Problem requirements: Within the listing below, how many lines hold the string "derive"? Only the number is wanted.

Records for this task:
- Opening Delimiter -
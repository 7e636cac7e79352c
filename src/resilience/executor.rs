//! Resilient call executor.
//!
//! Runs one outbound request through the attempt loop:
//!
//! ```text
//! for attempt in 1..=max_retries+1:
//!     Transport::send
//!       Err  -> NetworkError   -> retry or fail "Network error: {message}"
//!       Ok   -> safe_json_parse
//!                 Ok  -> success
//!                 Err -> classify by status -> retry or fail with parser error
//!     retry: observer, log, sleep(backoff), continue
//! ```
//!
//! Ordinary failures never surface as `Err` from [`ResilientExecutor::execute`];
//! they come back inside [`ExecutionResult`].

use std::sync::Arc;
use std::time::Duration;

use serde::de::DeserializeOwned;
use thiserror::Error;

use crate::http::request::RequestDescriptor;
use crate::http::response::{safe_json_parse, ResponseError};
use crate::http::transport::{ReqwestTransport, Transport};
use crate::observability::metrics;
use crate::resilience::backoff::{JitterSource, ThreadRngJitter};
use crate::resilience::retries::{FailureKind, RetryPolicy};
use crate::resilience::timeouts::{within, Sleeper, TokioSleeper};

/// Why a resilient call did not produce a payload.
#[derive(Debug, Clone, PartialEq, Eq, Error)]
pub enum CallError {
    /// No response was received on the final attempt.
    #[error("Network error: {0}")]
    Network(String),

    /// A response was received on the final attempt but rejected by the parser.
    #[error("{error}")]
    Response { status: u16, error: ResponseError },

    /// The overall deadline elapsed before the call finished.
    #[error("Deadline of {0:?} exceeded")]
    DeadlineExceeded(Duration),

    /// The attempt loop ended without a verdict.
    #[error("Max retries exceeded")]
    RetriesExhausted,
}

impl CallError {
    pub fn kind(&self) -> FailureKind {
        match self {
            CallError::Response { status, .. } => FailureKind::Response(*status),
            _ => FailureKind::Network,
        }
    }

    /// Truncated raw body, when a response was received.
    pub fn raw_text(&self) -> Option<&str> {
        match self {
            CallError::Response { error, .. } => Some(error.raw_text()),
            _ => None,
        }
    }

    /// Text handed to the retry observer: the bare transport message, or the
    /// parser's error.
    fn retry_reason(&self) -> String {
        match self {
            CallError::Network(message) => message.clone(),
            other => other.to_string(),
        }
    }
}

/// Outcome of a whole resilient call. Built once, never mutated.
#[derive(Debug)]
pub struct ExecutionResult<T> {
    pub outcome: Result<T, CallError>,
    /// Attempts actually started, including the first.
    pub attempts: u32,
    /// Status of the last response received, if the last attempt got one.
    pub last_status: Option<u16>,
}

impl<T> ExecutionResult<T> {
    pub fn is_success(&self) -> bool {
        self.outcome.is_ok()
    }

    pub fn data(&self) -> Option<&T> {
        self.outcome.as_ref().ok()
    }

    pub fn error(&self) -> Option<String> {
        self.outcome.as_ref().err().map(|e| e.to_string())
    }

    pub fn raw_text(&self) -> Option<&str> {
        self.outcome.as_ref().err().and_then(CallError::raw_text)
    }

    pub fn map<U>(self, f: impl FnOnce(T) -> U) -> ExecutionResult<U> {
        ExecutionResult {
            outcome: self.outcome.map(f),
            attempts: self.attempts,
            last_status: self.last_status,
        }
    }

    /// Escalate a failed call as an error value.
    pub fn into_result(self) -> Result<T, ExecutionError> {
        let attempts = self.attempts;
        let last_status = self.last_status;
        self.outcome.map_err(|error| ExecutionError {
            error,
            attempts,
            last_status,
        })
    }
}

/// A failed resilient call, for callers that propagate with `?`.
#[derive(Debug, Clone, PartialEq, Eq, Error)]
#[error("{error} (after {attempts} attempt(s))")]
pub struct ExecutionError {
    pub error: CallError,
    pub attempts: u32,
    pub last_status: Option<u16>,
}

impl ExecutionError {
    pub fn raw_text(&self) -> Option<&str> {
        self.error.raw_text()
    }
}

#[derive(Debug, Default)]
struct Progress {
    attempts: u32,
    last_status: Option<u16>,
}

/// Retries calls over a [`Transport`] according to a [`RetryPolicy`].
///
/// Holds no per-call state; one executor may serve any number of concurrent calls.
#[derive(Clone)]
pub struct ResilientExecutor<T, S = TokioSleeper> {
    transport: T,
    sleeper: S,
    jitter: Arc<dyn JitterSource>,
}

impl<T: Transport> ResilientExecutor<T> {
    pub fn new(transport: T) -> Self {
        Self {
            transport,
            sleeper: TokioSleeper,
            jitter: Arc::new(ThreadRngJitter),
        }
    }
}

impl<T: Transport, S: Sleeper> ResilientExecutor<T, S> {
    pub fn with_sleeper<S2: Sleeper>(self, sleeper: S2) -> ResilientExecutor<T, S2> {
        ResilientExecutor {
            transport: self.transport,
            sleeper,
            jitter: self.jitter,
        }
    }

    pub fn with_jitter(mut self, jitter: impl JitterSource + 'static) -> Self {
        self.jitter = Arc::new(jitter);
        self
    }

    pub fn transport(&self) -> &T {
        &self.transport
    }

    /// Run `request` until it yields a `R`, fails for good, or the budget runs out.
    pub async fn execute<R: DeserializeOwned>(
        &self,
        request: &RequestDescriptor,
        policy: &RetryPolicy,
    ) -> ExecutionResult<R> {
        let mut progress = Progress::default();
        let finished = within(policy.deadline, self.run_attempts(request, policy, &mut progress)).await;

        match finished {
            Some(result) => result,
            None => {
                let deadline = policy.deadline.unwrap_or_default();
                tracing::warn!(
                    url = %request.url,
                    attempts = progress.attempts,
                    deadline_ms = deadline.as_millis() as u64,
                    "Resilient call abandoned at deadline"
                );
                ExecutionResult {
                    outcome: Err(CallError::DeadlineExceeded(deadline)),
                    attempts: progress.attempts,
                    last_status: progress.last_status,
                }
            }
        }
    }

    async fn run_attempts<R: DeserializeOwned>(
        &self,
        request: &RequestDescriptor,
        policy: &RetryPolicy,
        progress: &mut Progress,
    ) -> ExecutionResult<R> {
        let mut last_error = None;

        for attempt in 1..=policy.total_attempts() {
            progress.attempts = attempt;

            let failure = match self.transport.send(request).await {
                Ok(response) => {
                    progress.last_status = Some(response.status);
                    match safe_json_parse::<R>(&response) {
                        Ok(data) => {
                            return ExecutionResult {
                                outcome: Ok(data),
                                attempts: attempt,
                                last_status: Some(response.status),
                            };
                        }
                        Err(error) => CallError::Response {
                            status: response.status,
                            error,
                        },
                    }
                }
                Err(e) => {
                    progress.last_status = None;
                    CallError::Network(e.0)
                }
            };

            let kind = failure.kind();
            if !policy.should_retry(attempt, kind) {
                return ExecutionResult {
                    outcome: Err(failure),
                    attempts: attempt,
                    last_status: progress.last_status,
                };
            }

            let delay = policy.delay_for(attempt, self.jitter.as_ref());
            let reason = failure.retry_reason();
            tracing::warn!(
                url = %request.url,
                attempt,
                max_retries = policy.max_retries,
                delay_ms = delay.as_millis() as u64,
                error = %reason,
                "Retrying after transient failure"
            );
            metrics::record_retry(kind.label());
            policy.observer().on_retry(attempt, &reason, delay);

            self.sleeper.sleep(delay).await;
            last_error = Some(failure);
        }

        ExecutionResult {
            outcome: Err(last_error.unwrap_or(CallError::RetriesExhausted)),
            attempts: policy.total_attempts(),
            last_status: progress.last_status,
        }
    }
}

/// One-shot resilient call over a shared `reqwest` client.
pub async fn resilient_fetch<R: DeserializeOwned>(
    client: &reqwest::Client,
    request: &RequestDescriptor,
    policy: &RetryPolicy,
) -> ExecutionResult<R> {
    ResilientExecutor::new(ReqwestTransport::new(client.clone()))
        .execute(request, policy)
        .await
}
- Closing Delimiter -
- Opening Delimiter -
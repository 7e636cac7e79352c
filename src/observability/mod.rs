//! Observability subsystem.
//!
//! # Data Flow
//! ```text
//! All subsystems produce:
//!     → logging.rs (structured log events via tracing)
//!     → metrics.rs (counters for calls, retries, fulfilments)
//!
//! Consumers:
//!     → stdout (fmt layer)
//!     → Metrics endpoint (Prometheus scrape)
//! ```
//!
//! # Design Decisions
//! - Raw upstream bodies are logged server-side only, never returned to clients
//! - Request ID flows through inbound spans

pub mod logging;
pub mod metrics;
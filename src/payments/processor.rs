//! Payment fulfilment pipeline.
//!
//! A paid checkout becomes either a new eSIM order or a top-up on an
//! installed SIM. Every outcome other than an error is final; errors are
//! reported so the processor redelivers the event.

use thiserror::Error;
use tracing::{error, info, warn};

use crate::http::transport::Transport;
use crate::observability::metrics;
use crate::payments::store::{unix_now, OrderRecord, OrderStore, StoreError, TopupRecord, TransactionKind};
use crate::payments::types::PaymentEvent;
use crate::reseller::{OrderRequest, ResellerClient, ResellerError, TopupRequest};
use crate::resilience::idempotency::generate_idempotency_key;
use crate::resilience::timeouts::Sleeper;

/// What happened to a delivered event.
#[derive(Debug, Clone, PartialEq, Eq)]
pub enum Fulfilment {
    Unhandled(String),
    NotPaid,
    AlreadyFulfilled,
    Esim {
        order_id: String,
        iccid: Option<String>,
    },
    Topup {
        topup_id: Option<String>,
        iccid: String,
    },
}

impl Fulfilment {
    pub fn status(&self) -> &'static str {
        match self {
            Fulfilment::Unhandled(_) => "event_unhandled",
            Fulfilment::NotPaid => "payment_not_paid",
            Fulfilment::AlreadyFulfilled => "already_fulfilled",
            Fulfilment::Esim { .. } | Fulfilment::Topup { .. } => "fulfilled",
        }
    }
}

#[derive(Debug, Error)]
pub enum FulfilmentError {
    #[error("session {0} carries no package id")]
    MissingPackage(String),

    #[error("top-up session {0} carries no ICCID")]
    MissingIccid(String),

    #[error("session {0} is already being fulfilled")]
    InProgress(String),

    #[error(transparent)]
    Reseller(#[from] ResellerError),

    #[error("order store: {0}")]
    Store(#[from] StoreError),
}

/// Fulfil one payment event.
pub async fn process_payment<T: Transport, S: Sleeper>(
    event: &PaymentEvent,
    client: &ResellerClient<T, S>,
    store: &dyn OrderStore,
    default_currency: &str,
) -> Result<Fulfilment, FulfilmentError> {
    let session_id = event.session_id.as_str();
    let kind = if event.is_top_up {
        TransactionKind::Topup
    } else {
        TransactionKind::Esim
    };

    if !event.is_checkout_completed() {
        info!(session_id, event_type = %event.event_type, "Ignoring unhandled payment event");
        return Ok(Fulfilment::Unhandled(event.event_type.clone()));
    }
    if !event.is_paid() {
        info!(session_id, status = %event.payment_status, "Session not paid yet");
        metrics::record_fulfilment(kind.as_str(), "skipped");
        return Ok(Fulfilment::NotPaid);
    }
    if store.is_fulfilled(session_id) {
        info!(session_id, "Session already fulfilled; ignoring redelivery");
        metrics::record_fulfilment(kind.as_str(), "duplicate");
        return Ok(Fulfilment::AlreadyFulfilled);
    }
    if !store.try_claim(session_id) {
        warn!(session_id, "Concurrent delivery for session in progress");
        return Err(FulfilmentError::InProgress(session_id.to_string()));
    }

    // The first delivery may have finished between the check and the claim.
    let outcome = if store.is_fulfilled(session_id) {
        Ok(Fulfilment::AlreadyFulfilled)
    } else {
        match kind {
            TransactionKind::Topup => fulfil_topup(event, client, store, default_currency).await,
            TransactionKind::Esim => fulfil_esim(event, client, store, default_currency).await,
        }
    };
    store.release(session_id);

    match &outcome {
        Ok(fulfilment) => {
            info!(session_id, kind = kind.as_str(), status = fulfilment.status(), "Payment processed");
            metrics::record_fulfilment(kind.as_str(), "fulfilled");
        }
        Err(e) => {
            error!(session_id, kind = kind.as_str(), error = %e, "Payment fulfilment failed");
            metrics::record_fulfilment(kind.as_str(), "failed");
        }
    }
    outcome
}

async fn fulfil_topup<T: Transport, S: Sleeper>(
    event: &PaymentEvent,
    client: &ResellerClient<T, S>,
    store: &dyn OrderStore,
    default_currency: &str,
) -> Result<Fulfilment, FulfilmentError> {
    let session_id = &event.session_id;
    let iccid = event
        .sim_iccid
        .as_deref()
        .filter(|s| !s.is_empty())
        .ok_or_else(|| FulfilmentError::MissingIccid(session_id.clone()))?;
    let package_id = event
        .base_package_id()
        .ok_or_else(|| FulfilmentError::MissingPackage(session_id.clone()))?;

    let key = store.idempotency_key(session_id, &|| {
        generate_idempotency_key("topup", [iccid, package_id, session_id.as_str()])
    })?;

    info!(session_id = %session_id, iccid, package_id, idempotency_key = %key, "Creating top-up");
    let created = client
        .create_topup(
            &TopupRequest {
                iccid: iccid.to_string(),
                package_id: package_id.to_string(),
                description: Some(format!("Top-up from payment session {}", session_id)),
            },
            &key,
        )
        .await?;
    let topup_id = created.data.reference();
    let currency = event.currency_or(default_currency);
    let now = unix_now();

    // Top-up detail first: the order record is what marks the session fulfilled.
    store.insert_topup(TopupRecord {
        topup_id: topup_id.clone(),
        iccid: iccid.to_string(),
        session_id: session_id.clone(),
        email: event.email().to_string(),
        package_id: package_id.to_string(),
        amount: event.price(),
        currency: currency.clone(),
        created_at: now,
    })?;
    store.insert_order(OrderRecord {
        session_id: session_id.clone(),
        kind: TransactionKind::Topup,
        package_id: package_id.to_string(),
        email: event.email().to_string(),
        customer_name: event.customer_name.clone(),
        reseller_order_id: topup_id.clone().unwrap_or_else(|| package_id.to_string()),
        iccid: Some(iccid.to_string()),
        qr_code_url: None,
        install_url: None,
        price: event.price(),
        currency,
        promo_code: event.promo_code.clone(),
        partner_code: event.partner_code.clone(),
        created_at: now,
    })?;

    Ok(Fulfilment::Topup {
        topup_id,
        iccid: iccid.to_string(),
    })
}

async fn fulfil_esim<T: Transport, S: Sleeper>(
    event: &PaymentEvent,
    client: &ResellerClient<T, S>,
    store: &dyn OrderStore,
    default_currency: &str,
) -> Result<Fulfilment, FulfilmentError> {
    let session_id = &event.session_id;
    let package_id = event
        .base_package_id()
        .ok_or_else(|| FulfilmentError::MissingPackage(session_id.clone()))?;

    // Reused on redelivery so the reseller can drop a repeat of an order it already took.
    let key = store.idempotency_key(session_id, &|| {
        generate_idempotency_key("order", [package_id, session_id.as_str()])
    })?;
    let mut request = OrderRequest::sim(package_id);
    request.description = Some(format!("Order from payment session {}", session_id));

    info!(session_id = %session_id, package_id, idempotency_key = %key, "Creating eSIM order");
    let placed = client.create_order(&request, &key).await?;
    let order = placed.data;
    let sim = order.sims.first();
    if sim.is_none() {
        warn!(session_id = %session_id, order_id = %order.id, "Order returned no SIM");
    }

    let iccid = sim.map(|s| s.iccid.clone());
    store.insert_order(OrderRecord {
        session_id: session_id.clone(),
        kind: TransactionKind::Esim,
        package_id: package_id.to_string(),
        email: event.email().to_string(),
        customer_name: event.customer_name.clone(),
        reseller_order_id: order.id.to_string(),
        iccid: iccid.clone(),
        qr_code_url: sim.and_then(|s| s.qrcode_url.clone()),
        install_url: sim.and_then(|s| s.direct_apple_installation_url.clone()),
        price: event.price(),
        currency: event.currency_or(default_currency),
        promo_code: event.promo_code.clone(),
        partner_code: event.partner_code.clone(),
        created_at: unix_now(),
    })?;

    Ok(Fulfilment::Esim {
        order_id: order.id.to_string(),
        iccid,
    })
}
- Closing Delimiter -
Answer to this task: 7